Poco F7 Ultra : Sometimes a device comes along that completely embarrasses the entire industry. The Poco F7 Ultra isn’t just another budget flagship – it’s a direct challenge to every manufacturer charging twice as much for essentially the same experience.
Strategic Pricing That Changes Everything
Launching globally on March 27, 2025 at £649 for 12GB/256GB (£699 for 16GB/512GB), the F7 Ultra immediately exposes how inflated premium phone pricing has become. Early bird deals dropped prices even lower – $599 for the base model through April.
These aren’t corner-cutting compromises either. You’re getting Qualcomm’s latest Snapdragon 8 Elite processor, the same chip powering phones costing double this price. Someone at Poco obviously looked at the market and decided that 50% profit margins were unnecessary when 20% margins could capture massive market share.
The distribution strategy covers Southeast Asia, UK, and global markets while notably avoiding the US – smart move considering the carrier-dominated landscape that killed previous value flagships.

Performance That Embarrasses Expensive Phones
The Snapdragon 8 Elite delivers AnTuTu benchmark scores exceeding 2.8 million points, placing the F7 Ultra among the fastest smartphones available regardless of price. Paired with up to 16GB LPDDR5X RAM and UFS 4.1 storage, daily performance feels indistinguishable from thousand-dollar flagships.
The 6.67-inch QHD OLED display hits every mark that matters – 120Hz refresh rate, 3200 nits peak brightness, and excellent color accuracy. The flat screen design feels more practical than curved alternatives that add nothing but accidental touches and higher repair costs.
Battery life deserves special mention. The 5300mAh capacity easily provides all-day usage, while 120W wired charging reaches full capacity in roughly 30 minutes. Fifty watts of wireless charging feels almost extravagant at this price point.
Camera System Finally Competes
Previous Poco phones treated cameras as afterthoughts, but the F7 Ultra changes that completely. The main 50MP sensor uses the Omnivision OV50 Light Hunter 800 with f/1.6 aperture and optical image stabilization – legitimate hardware rather than cost-cutting alternatives.
Most significantly, this represents the first Poco phone with genuine telephoto capabilities. The 50MP periscope lens provides 2.5x optical zoom, bringing versatility that budget phones typically sacrifice. The 32MP ultrawide completes a triple-camera setup that actually justifies its existence.

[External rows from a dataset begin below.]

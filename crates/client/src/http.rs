use crate::endpoint::Endpoint;
use crate::error::{InferenceError, ProviderError};
use crate::provider::InferenceProvider;
use async_trait::async_trait;
use reqwest::{StatusCode, Url};
use schema::{DetectRequest, DetectResponse, HEALTH_PATH, HealthResponse};
use std::time::Duration;

/// Longest error body kept in a `Status` failure.
const MAX_ERROR_BODY: usize = 256;

/// Provider speaking the `POST /detect-drowsiness` JSON contract.
pub struct HttpProvider {
    name: String,
    url: Url,
    timeout: Duration,
    client: reqwest::Client,
}

impl HttpProvider {
    pub fn new(endpoint: &Endpoint) -> Result<Self, InferenceError> {
        let invalid = |reason: String| InferenceError::InvalidEndpoint {
            name: endpoint.name.clone(),
            reason,
        };

        let url = Url::parse(&endpoint.url).map_err(|e| invalid(e.to_string()))?;
        let client = reqwest::Client::builder()
            .timeout(endpoint.timeout)
            .build()
            .map_err(|e| invalid(e.to_string()))?;

        Ok(Self {
            name: endpoint.name.clone(),
            url,
            timeout: endpoint.timeout,
            client,
        })
    }

    /// `GET /health` on the same host. Not used on the inference path.
    pub async fn health(&self) -> Result<HealthResponse, ProviderError> {
        let url = self
            .url
            .join(HEALTH_PATH)
            .map_err(|e| ProviderError::Transport(e.to_string()))?;

        let response = self
            .client
            .get(url)
            .send()
            .await
            .map_err(|e| self.map_transport(e))?;
        let body = read_success(response).await?;
        serde_json::from_slice(&body).map_err(|e| ProviderError::MalformedResponse(e.to_string()))
    }

    fn map_transport(&self, e: reqwest::Error) -> ProviderError {
        if e.is_timeout() {
            ProviderError::Timeout(self.timeout)
        } else {
            ProviderError::Transport(e.to_string())
        }
    }
}

#[async_trait]
impl InferenceProvider for HttpProvider {
    fn name(&self) -> &str {
        &self.name
    }

    fn timeout(&self) -> Duration {
        self.timeout
    }

    async fn detect(&self, request: &DetectRequest) -> Result<DetectResponse, ProviderError> {
        let response = self
            .client
            .post(self.url.clone())
            .json(request)
            .send()
            .await
            .map_err(|e| self.map_transport(e))?;

        let body = read_success(response).await?;
        serde_json::from_slice(&body).map_err(|e| ProviderError::MalformedResponse(e.to_string()))
    }
}

/// Body of a 2xx response; anything else becomes a `ProviderError`.
async fn read_success(response: reqwest::Response) -> Result<Vec<u8>, ProviderError> {
    let status = response.status();
    let body = response
        .bytes()
        .await
        .map_err(|e| ProviderError::Transport(e.to_string()))?;

    if status.is_success() {
        return Ok(body.to_vec());
    }

    let text = error_text(&body);
    if status == StatusCode::SERVICE_UNAVAILABLE {
        return Err(ProviderError::ModelNotReady(text));
    }
    Err(ProviderError::Status {
        status: status.as_u16(),
        body: text,
    })
}

/// Prefer the `error` field of a JSON error body, else the raw text.
fn error_text(body: &[u8]) -> String {
    let text = serde_json::from_slice::<schema::ErrorBody>(body)
        .map(|b| b.error)
        .unwrap_or_else(|_| String::from_utf8_lossy(body).into_owned());
    text.chars().take(MAX_ERROR_BODY).collect()
}

#[cfg(test)]
mod tests {
    use super::*;

    #[test]
    fn error_text_prefers_json_field() {
        assert_eq!(error_text(br#"{"error":"model not ready"}"#), "model not ready");
        assert_eq!(error_text(b"plain failure"), "plain failure");
    }

    #[test]
    fn error_text_is_truncated() {
        let long = vec![b'x'; 1000];
        assert_eq!(error_text(&long).len(), MAX_ERROR_BODY);
    }

    #[test]
    fn invalid_url_is_rejected() {
        let endpoint = Endpoint::new("primary", "not a url", Duration::from_secs(1));
        assert!(matches!(
            HttpProvider::new(&endpoint),
            Err(InferenceError::InvalidEndpoint { .. })
        ));
    }
}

Real-world camera performance consistently impresses reviewers, with image quality approaching flagship standards rather than merely “acceptable for the price.” Night photography benefits from that large sensor and OIS combination.
Software Shows Maturity
Android 15 with HyperOS 2 feels surprisingly refined compared to earlier Xiaomi software efforts. Google’s AI features integrate seamlessly, including Circle to Search and Gemini assistant functionality. Gaming optimizations make sense given Poco’s enthusiast audience.

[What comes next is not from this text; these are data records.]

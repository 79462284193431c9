/// Resolves on SIGINT or SIGTERM.
pub async fn shutdown_signal() {
    let ctrl_c = async {
        if let Err(e) = tokio::signal::ctrl_c().await {
            tracing::error!(error = %e, "Failed to listen for SIGINT");
            std::future::pending::<()>().await;
        }
    };

    #[cfg(unix)]
    let terminate = async {
        match tokio::signal::unix::signal(tokio::signal::unix::SignalKind::terminate()) {
            Ok(mut sig) => {
                sig.recv().await;
            }
            Err(e) => {
                tracing::error!(error = %e, "Failed to listen for SIGTERM");
                std::future::pending::<()>().await;
            }
        }
    };

    #[cfg(not(unix))]
    let terminate = std::future::pending::<()>();

    tokio::select! {
        _ = ctrl_c => tracing::info!("SIGINT received"),
        _ = terminate => tracing::info!("SIGTERM received"),
    }
}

The interface still lacks pure Android’s simplicity or Samsung’s polish, but it’s dramatically improved from previous versions. Most importantly, it doesn’t feel like budget software holding back premium hardware.

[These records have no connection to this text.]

use crate::endpoint::EndpointConfig;
use crate::error::{InferenceError, ProviderError, ProviderFailure};
use crate::http::HttpProvider;
use crate::normalize::normalize;
use crate::provider::InferenceProvider;
use capture::EncodedPayload;
use opentelemetry::{
    KeyValue, global,
    metrics::{Counter, Histogram},
};
use schema::{DetectRequest, InferenceResult};
use std::time::Instant;

struct ChainMetrics {
    requests: Counter<u64>,
    failures: Counter<u64>,
    latency: Histogram<f64>,
}

fn init_metrics(meter_name: &'static str) -> ChainMetrics {
    let meter = global::meter(meter_name);
    ChainMetrics {
        requests: meter
            .u64_counter("client_requests_total")
            .with_description("Detection attempts per provider")
            .build(),
        failures: meter
            .u64_counter("client_failures_total")
            .with_description("Failed detection attempts per provider and reason")
            .build(),
        latency: meter
            .f64_histogram("client_request_duration_seconds")
            .with_description("Latency of successful detection attempts")
            .with_unit("s")
            .with_boundaries(vec![0.01, 0.025, 0.05, 0.1, 0.25, 0.5, 1.0, 2.0, 3.0, 5.0])
            .build(),
    }
}

/// Providers tried in priority order, one pass, no retries.
pub struct ProviderChain {
    providers: Vec<Box<dyn InferenceProvider>>,
    metrics: ChainMetrics,
}

impl ProviderChain {
    pub fn new(providers: Vec<Box<dyn InferenceProvider>>) -> Result<Self, InferenceError> {
        if providers.is_empty() {
            return Err(InferenceError::NoEndpoints);
        }
        Ok(Self {
            providers,
            metrics: init_metrics("inference-client"),
        })
    }

    /// One [`HttpProvider`] per endpoint, in configuration order.
    pub fn from_config(config: &EndpointConfig) -> Result<Self, InferenceError> {
        let providers = config
            .endpoints()
            .iter()
            .map(|endpoint| {
                HttpProvider::new(endpoint).map(|p| Box::new(p) as Box<dyn InferenceProvider>)
            })
            .collect::<Result<Vec<_>, _>>()?;
        Self::new(providers)
    }

    pub fn provider_names(&self) -> impl Iterator<Item = &str> {
        self.providers.iter().map(|p| p.name())
    }

    pub async fn infer(&self, payload: &EncodedPayload) -> Result<InferenceResult, InferenceError> {
        let request = DetectRequest {
            image: payload.to_data_url(),
            timestamp: payload.timestamp_ms,
        };
        self.infer_request(&request).await
    }

    pub async fn infer_request(
        &self,
        request: &DetectRequest,
    ) -> Result<InferenceResult, InferenceError> {
        let mut failures = Vec::new();

        for provider in &self.providers {
            let attrs = [KeyValue::new("provider", provider.name().to_string())];
            self.metrics.requests.add(1, &attrs);
            let start = Instant::now();

            let outcome = match tokio::time::timeout(provider.timeout(), provider.detect(request))
                .await
            {
                Ok(result) => result,
                Err(_) => Err(ProviderError::Timeout(provider.timeout())),
            };

            match outcome {
                Ok(response) => {
                    self.metrics
                        .latency
                        .record(start.elapsed().as_secs_f64(), &attrs);
                    let result = normalize(response);
                    tracing::debug!(
                        provider = provider.name(),
                        confidence = result.confidence,
                        alertness = %result.alertness,
                        "Detection succeeded"
                    );
                    return Ok(result);
                }
                Err(error) => {
                    tracing::warn!(
                        provider = provider.name(),
                        error = %error,
                        "Provider failed, trying next"
                    );
                    self.metrics.failures.add(
                        1,
                        &[
                            KeyValue::new("provider", provider.name().to_string()),
                            KeyValue::new("reason", error.kind()),
                        ],
                    );
                    failures.push(ProviderFailure {
                        provider: provider.name().to_string(),
                        error,
                    });
                }
            }
        }

        Err(InferenceError::Unavailable { failures })
    }
}

#[cfg(test)]
mod tests {
    use super::*;
    use async_trait::async_trait;
    use schema::{AlertnessLevel, DetectResponse};
    use std::sync::Arc;
    use std::sync::atomic::{AtomicUsize, Ordering};
    use std::time::Duration;

    struct Scripted {
        name: &'static str,
        delay: Duration,
        answer: Result<f32, ProviderError>,
        calls: Arc<AtomicUsize>,
    }

    impl Scripted {
        fn boxed(
            name: &'static str,
            delay_ms: u64,
            answer: Result<f32, ProviderError>,
            calls: &Arc<AtomicUsize>,
        ) -> Box<dyn InferenceProvider> {
            Box::new(Self {
                name,
                delay: Duration::from_millis(delay_ms),
                answer,
                calls: calls.clone(),
            })
        }
    }

    #[async_trait]
    impl InferenceProvider for Scripted {
        fn name(&self) -> &str {
            self.name
        }

        fn timeout(&self) -> Duration {
            Duration::from_millis(50)
        }

        async fn detect(&self, _request: &DetectRequest) -> Result<DetectResponse, ProviderError> {
            self.calls.fetch_add(1, Ordering::SeqCst);
            tokio::time::sleep(self.delay).await;
            self.answer.clone().map(|confidence| DetectResponse {
                confidence,
                alertness: None,
                metrics: None,
                model_used: None,
            })
        }
    }

    fn request() -> DetectRequest {
        DetectRequest {
            image: "aGk=".into(),
            timestamp: 0,
        }
    }

    #[test]
    fn empty_chain_is_rejected() {
        assert!(matches!(
            ProviderChain::new(Vec::new()),
            Err(InferenceError::NoEndpoints)
        ));
    }

    #[tokio::test]
    async fn first_success_short_circuits() {
        let calls = Arc::new(AtomicUsize::new(0));
        let chain = ProviderChain::new(vec![
            Scripted::boxed("primary", 0, Ok(72.0), &calls),
            Scripted::boxed("fallback", 0, Ok(10.0), &calls),
        ])
        .unwrap();

        let result = chain.infer_request(&request()).await.unwrap();
        assert_eq!(result.confidence, 72.0);
        assert_eq!(result.alertness, AlertnessLevel::Alert);
        assert_eq!(calls.load(Ordering::SeqCst), 1);
    }

    #[tokio::test]
    async fn slow_primary_times_out_and_fallback_answers() {
        let calls = Arc::new(AtomicUsize::new(0));
        let chain = ProviderChain::new(vec![
            Scripted::boxed("primary", 500, Ok(90.0), &calls),
            Scripted::boxed("fallback", 0, Ok(30.0), &calls),
        ])
        .unwrap();

        let result = chain.infer_request(&request()).await.unwrap();
        assert_eq!(result.confidence, 30.0);
        assert_eq!(result.alertness, AlertnessLevel::Drowsy);
        assert!(result.model_used.is_none());
    }

    #[tokio::test]
    async fn exhaustion_reports_every_failure_in_order() {
        let calls = Arc::new(AtomicUsize::new(0));
        let chain = ProviderChain::new(vec![
            Scripted::boxed("primary", 500, Ok(90.0), &calls),
            Scripted::boxed(
                "fallback",
                0,
                Err(ProviderError::ModelNotReady("unloaded".into())),
                &calls,
            ),
        ])
        .unwrap();

        match chain.infer_request(&request()).await {
            Err(InferenceError::Unavailable { failures }) => {
                assert_eq!(failures.len(), 2);
                assert_eq!(failures[0].provider, "primary");
                assert!(matches!(failures[0].error, ProviderError::Timeout(_)));
                assert_eq!(failures[1].provider, "fallback");
                assert!(matches!(failures[1].error, ProviderError::ModelNotReady(_)));
            }
            other => panic!("expected Unavailable, got {:?}", other),
        }
    }
}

Market Impact Feels Seismic
Reviews universally praise the F7 Ultra as 2025’s best smartphone value proposition. Android Central called it “the ultimate value-focused flagship,” while TechRadar noted it “challenges the competition” despite costing significantly less.
Current market dynamics show the entire F7 series receiving discounts across multiple regions, suggesting either strong sales momentum or aggressive market expansion plans.
Poco F7 Ultra Final Assessment
The F7 Ultra succeeds because it remembers what made flagship killers compelling – flagship performance without flagship pricing or unnecessary compromises. At £649, it delivers everything most users need while exposing how much profit padding exists in premium smartphone pricing.